How to add Footfall data
You can easily add footfall data to your analysis.
- Go to Settings
- Click on the Custom analysis tab
- Click on Add data
- Select the Footfall dataset you want to use
- Choose the catchment radius
- Select the counting method
- Click "Add dataset"
What does each setting mean?
Catchment (radius)
Defines how far from your location footfall will be considered.
- Smaller radius (e.g., 30m)
Measures footfall very close to your store (doorstep level) - Larger radius (e.g., 50m+)
Includes nearby streets and surrounding area
Counting method
- Weighted average (recommended for most cases)
Considers all nearby cells, giving more importance to closer ones
→ Best for realistic, balanced view of footfall - Maximum
Picks the highest footfall value within the radius
→ Captures the busiest nearby point (e.g., main street)

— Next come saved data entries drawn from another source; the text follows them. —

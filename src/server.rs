//! Server module for managing HTTP server lifecycle
//!
//! This module handles server initialization, startup, and graceful shutdown.

use tokio::net::TcpListener;
use tokio::signal;

use crate::api::routes::create_router;
use crate::cache::{CacheManager, CacheMonitor};
use crate::config::{Environment, settings::Settings};
use crate::state::AppState;

/// HTTP server manager
pub struct Server {
    settings: Settings,
}

impl Server {
    /// Create a new server with the given settings
    pub fn new(settings: Settings) -> Self {
        Self { settings }
    }

    /// Start the server and run until shutdown signal
    ///
    /// # Errors
    /// - Cache backend initialization errors
    /// - Address binding errors
    /// - Server runtime errors
    pub async fn run(self) -> anyhow::Result<()> {
        tracing::info!(
            app_name = %self.settings.application.name,
            app_version = %self.settings.application.version,
            environment = %Environment::from_env().as_str(),
            "Application starting"
        );

        tracing::info!(
            host = %self.settings.server.host,
            port = %self.settings.server.port,
            request_timeout = %self.settings.server.request_timeout,
            "Server configuration loaded"
        );

        tracing::info!(
            cache_enabled = %self.settings.cache.enabled,
            cache_backend = ?self.settings.cache.backend,
            default_ttl = %self.settings.cache.default_ttl,
            "Cache configuration loaded"
        );

        self.settings.auth.validate().map_err(|e| {
            tracing::error!(error = %e, "Auth configuration validation failed");
            anyhow::anyhow!("Auth configuration validation failed: {}", e)
        })?;

        // Initialize the cache: manager picks the backend, the monitor adds
        // hit/miss instrumentation. A Redis backend that is down at startup
        // still constructs; it stays in pass-through until the server
        // becomes reachable.
        let manager = CacheManager::new(self.settings.cache.clone())
            .await
            .map_err(|e| anyhow::anyhow!("Cache initialization failed: {}", e))?;
        let monitor = CacheMonitor::new(manager);
        tracing::info!(connected = %monitor.is_connected(), "Cache initialized");

        let state = AppState::new(monitor, self.settings.auth.clone());
        tracing::info!("Application state created");

        let router = create_router(state);
        tracing::info!("Router configured");

        let address = self.settings.server.address();
        let listener = TcpListener::bind(&address).await.map_err(|e| {
            tracing::error!(error = %e, address = %address, "Failed to bind to address");
            anyhow::anyhow!("Failed to bind to {}: {}", address, e)
        })?;

        tracing::info!(address = %address, "Server listening");

        axum::serve(listener, router)
            .with_graceful_shutdown(shutdown_signal())
            .await?;

        tracing::info!("Server shutdown complete");

        Ok(())
    }
}

/// Waits for a shutdown signal (Ctrl+C or SIGTERM).
async fn shutdown_signal() {
    let ctrl_c = async {
        signal::ctrl_c()
            .await
            .expect("Failed to install Ctrl+C handler");
    };

    #[cfg(unix)]
    let terminate = async {
        signal::unix::signal(signal::unix::SignalKind::terminate())
            .expect("Failed to install SIGTERM handler")
            .recv()
            .await;
    };

    #[cfg(not(unix))]
    let terminate = std::future::pending::<()>();

    tokio::select! {
        _ = ctrl_c => {
            tracing::info!("Received Ctrl+C, initiating graceful shutdown");
        }
        _ = terminate => {
            tracing::info!("Received SIGTERM, initiating graceful shutdown");
        }
    }
}
//! End-to-end tests for the response cache, driven through the full router
//! with an in-memory cache backend.

use std::sync::Arc;
use std::time::Duration;

use axum::Router;
use axum::body::Body;
use axum::http::{Request, StatusCode, header};
use http_body_util::BodyExt;
use tower::ServiceExt;

use devmate_api::cache::{CacheBackend, CacheConfig, CacheManager, CacheMonitor, MemoryStore};
use devmate_api::api::routes::create_router;
use devmate_api::config::AuthConfig;
use devmate_api::state::AppState;
use devmate_api::utils::jwt::generate_token;

const SECRET: &str = "integration_test_secret_0123456789abcdef";

fn test_state() -> AppState {
    let config = CacheConfig {
        enabled: true,
        backend: CacheBackend::Memory,
        ..Default::default()
    };
    let backend = Arc::new(MemoryStore::new(&config.memory));
    let monitor = CacheMonitor::new(CacheManager::with_backend(backend, config));
    let auth = AuthConfig {
        jwt_secret: SECRET.to_string(),
        access_token_expiration: 1,
    };
    AppState::new(monitor, auth)
}

fn test_app() -> (Router, AppState) {
    let state = test_state();
    (create_router(state.clone()), state)
}

fn bearer(user_id: i64, username: &str) -> String {
    let token = generate_token(user_id, username.to_string(), SECRET, 1).unwrap();
    format!("Bearer {token}")
}

async fn get(app: &Router, uri: &str, auth: Option<&str>) -> (StatusCode, axum::http::HeaderMap, Vec<u8>) {
    let mut builder = Request::builder().uri(uri);
    if let Some(auth) = auth {
        builder = builder.header(header::AUTHORIZATION, auth);
    }
    let response = app
        .clone()
        .oneshot(builder.body(Body::empty()).unwrap())
        .await
        .unwrap();
    let (parts, body) = response.into_parts();
    let bytes = body.collect().await.unwrap().to_bytes().to_vec();
    (parts.status, parts.headers, bytes)
}

async fn post_json(app: &Router, uri: &str, auth: Option<&str>, body: &str) -> StatusCode {
    let mut builder = Request::builder()
        .method("POST")
        .uri(uri)
        .header(header::CONTENT_TYPE, "application/json");
    if let Some(auth) = auth {
        builder = builder.header(header::AUTHORIZATION, auth);
    }
    app.clone()
        .oneshot(builder.body(Body::from(body.to_string())).unwrap())
        .await
        .unwrap()
        .status()
}

/// Detached invalidation tasks need a moment to run.
async fn settle() {
    tokio::time::sleep(Duration::from_millis(100)).await;
}

fn cache_marker(headers: &axum::http::HeaderMap) -> Option<&str> {
    headers.get("x-cache").and_then(|v| v.to_str().ok())
}

#[tokio::test]
async fn repeated_get_is_miss_then_hit_with_identical_bodies() {
    let (app, _state) = test_app();

    let (status, headers, first) = get(&app, "/api/posts", None).await;
    assert_eq!(status, StatusCode::OK);
    assert_eq!(cache_marker(&headers), Some("MISS"));
    assert!(headers.contains_key("x-cache-key"));

    let (status, headers, second) = get(&app, "/api/posts", None).await;
    assert_eq!(status, StatusCode::OK);
    assert_eq!(cache_marker(&headers), Some("HIT"));
    assert_eq!(
        headers
            .get(header::CACHE_CONTROL)
            .and_then(|v| v.to_str().ok()),
        Some("private, max-age=60")
    );

    assert_eq!(first, second);
}

#[tokio::test]
async fn query_string_is_part_of_the_key() {
    let (app, _state) = test_app();

    let (_, headers, _) = get(&app, "/api/posts", None).await;
    assert_eq!(cache_marker(&headers), Some("MISS"));

    // Different query, different key: no false hit.
    let (_, headers, _) = get(&app, "/api/posts?page=2", None).await;
    assert_eq!(cache_marker(&headers), Some("MISS"));
}

#[tokio::test]
async fn principals_never_share_cache_entries() {
    let (app, _state) = test_app();
    let alice = bearer(1, "octocat");
    let bob = bearer(2, "ferris");

    let (_, headers, _) = get(&app, "/api/users/1", Some(&alice)).await;
    assert_eq!(cache_marker(&headers), Some("MISS"));
    let alice_key = headers.get("x-cache-key").cloned().unwrap();

    // Same path, different principal: independent MISS and a distinct key.
    let (_, headers, _) = get(&app, "/api/users/1", Some(&bob)).await;
    assert_eq!(cache_marker(&headers), Some("MISS"));
    assert_ne!(headers.get("x-cache-key"), Some(&alice_key));

    // Anonymous is its own principal too.
    let (_, headers, _) = get(&app, "/api/users/1", None).await;
    assert_eq!(cache_marker(&headers), Some("MISS"));
}

#[tokio::test]
async fn successful_write_purges_matching_entries() {
    let (app, _state) = test_app();
    let auth = bearer(1, "octocat");

    get(&app, "/api/posts", None).await;
    let (_, headers, _) = get(&app, "/api/posts", None).await;
    assert_eq!(cache_marker(&headers), Some("HIT"));

    let status = post_json(
        &app,
        "/api/posts",
        Some(&auth),
        r#"{"content":"fresh post","tags":["rust"]}"#,
    )
    .await;
    assert_eq!(status, StatusCode::CREATED);
    settle().await;

    let (_, headers, _) = get(&app, "/api/posts", None).await;
    assert_eq!(cache_marker(&headers), Some("MISS"));
}

#[tokio::test]
async fn failed_write_leaves_cache_intact() {
    let (app, _state) = test_app();
    let auth = bearer(1, "octocat");

    get(&app, "/api/posts", None).await;

    // Validation failure: 400, no invalidation.
    let status = post_json(&app, "/api/posts", Some(&auth), r#"{"content":"  "}"#).await;
    assert_eq!(status, StatusCode::BAD_REQUEST);

    // Unauthenticated: 401, no invalidation.
    let status = post_json(&app, "/api/posts", None, r#"{"content":"hi"}"#).await;
    assert_eq!(status, StatusCode::UNAUTHORIZED);
    settle().await;

    let (_, headers, _) = get(&app, "/api/posts", None).await;
    assert_eq!(cache_marker(&headers), Some("HIT"));
}

#[tokio::test]
async fn profile_update_invalidates_user_entries() {
    let (app, _state) = test_app();
    let auth = bearer(1, "octocat");

    get(&app, "/api/users/1", None).await;
    let (_, headers, _) = get(&app, "/api/users/1", None).await;
    assert_eq!(cache_marker(&headers), Some("HIT"));

    let response = app
        .clone()
        .oneshot(
            Request::builder()
                .method("PUT")
                .uri("/api/users/1")
                .header(header::CONTENT_TYPE, "application/json")
                .header(header::AUTHORIZATION, &auth)
                .body(Body::from(r#"{"bio":"updated bio"}"#))
                .unwrap(),
        )
        .await
        .unwrap();
    assert_eq!(response.status(), StatusCode::OK);
    settle().await;

    let (_, headers, body) = get(&app, "/api/users/1", None).await;
    assert_eq!(cache_marker(&headers), Some("MISS"));
    let json: serde_json::Value = serde_json::from_slice(&body).unwrap();
    assert_eq!(json["bio"], "updated bio");
}

#[tokio::test]
async fn mutating_requests_carry_no_cache_marker() {
    let (app, _state) = test_app();
    let auth = bearer(1, "octocat");

    let response = app
        .clone()
        .oneshot(
            Request::builder()
                .method("POST")
                .uri("/api/posts/1/like")
                .header(header::AUTHORIZATION, &auth)
                .body(Body::empty())
                .unwrap(),
        )
        .await
        .unwrap();
    assert_eq!(response.status(), StatusCode::OK);
    assert!(!response.headers().contains_key("x-cache"));
}

#[tokio::test]
async fn monitor_counters_reflect_traffic() {
    let (app, state) = test_app();

    get(&app, "/api/posts", None).await; // miss + set
    get(&app, "/api/posts", None).await; // hit
    get(&app, "/api/posts", None).await; // hit

    let stats = state.cache.stats();
    assert_eq!(stats.misses, 1);
    assert_eq!(stats.hits, 2);
    assert_eq!(stats.sets, 1);
    assert_eq!(stats.errors, 0);
    assert_eq!(stats.hit_rate, "66.67%");
}

#[tokio::test]
async fn health_reports_all_services() {
    let (app, _state) = test_app();

    let (status, _, body) = get(&app, "/health", None).await;
    assert_eq!(status, StatusCode::OK);

    let json: serde_json::Value = serde_json::from_slice(&body).unwrap();
    assert_eq!(json["status"], "healthy");
    assert_eq!(json["services"]["api"], "healthy");
    assert_eq!(json["services"]["database"], "unknown");
    assert_eq!(json["services"]["redis"], "healthy");
    assert!(json["timestamp"].is_string());
}

#[tokio::test]
async fn cache_stats_round_trip_and_reset() {
    let (app, _state) = test_app();

    get(&app, "/api/posts", None).await;
    get(&app, "/api/posts", None).await;

    let (status, _, body) = get(&app, "/cache-stats", None).await;
    assert_eq!(status, StatusCode::OK);
    let json: serde_json::Value = serde_json::from_slice(&body).unwrap();
    assert_eq!(json["connected"], true);
    assert_eq!(json["cache_info"]["hits"], 1);
    assert_eq!(json["cache_info"]["enabled"], true);
    assert!(json["uptime"].is_number());

    let response = app
        .clone()
        .oneshot(
            Request::builder()
                .method("DELETE")
                .uri("/cache-stats")
                .body(Body::empty())
                .unwrap(),
        )
        .await
        .unwrap();
    assert_eq!(response.status(), StatusCode::NO_CONTENT);

    let (_, _, body) = get(&app, "/cache-stats", None).await;
    let json: serde_json::Value = serde_json::from_slice(&body).unwrap();
    assert_eq!(json["cache_info"]["hits"], 0);
    assert_eq!(json["cache_info"]["hit_rate"], "0%");
}

#[tokio::test]
async fn expired_entries_are_recomputed() {
    let (_, state) = test_app();

    // Direct end-to-end TTL check against the monitor.
    assert!(state.cache.set("k", b"v".to_vec(), 1).await);
    assert_eq!(state.cache.get("k").await, Some(b"v".to_vec()));
    tokio::time::sleep(Duration::from_millis(1100)).await;
    assert_eq!(state.cache.get("k").await, None);
}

Best practices (with real examples)
1. High-street retail store
- Catchment: 30m
- Method: Weighted average
Why: You want to measure footfall directly passing your storefront, not nearby parallel streets.
2. Store near a major intersection (e.g., corner location in city center)
- Catchment: 50m
- Method: Maximum
Why: The busiest footfall might be at the intersection, not exactly at your door. Maximum helps capture that peak opportunity.
3. Shopping mall store (indoor location)
- Catchment: 30m
- Method: Weighted average
Why: Footfall is more evenly distributed inside malls. You want a realistic average around your unit.
4. Suburban store with imprecise coordinates
- Catchment: 50m+
- Method: Weighted average
Why: If your location is slightly off, a larger radius avoids misleading low values.
5. Benchmarking multiple locations across a city
- Catchment: 50m+ (consistent across all)
- Method: Maximum or Weighted (but keep consistent)
Why: Consistency matters more than precision when comparing locations.
Key tip
- Use smaller radius + weighted average for precision
- Use larger radius + maximum to capture peak potential
If you're unsure, start with:
- 30m + weighted average
Then adjust based on how your locations behave (street vs area-driven).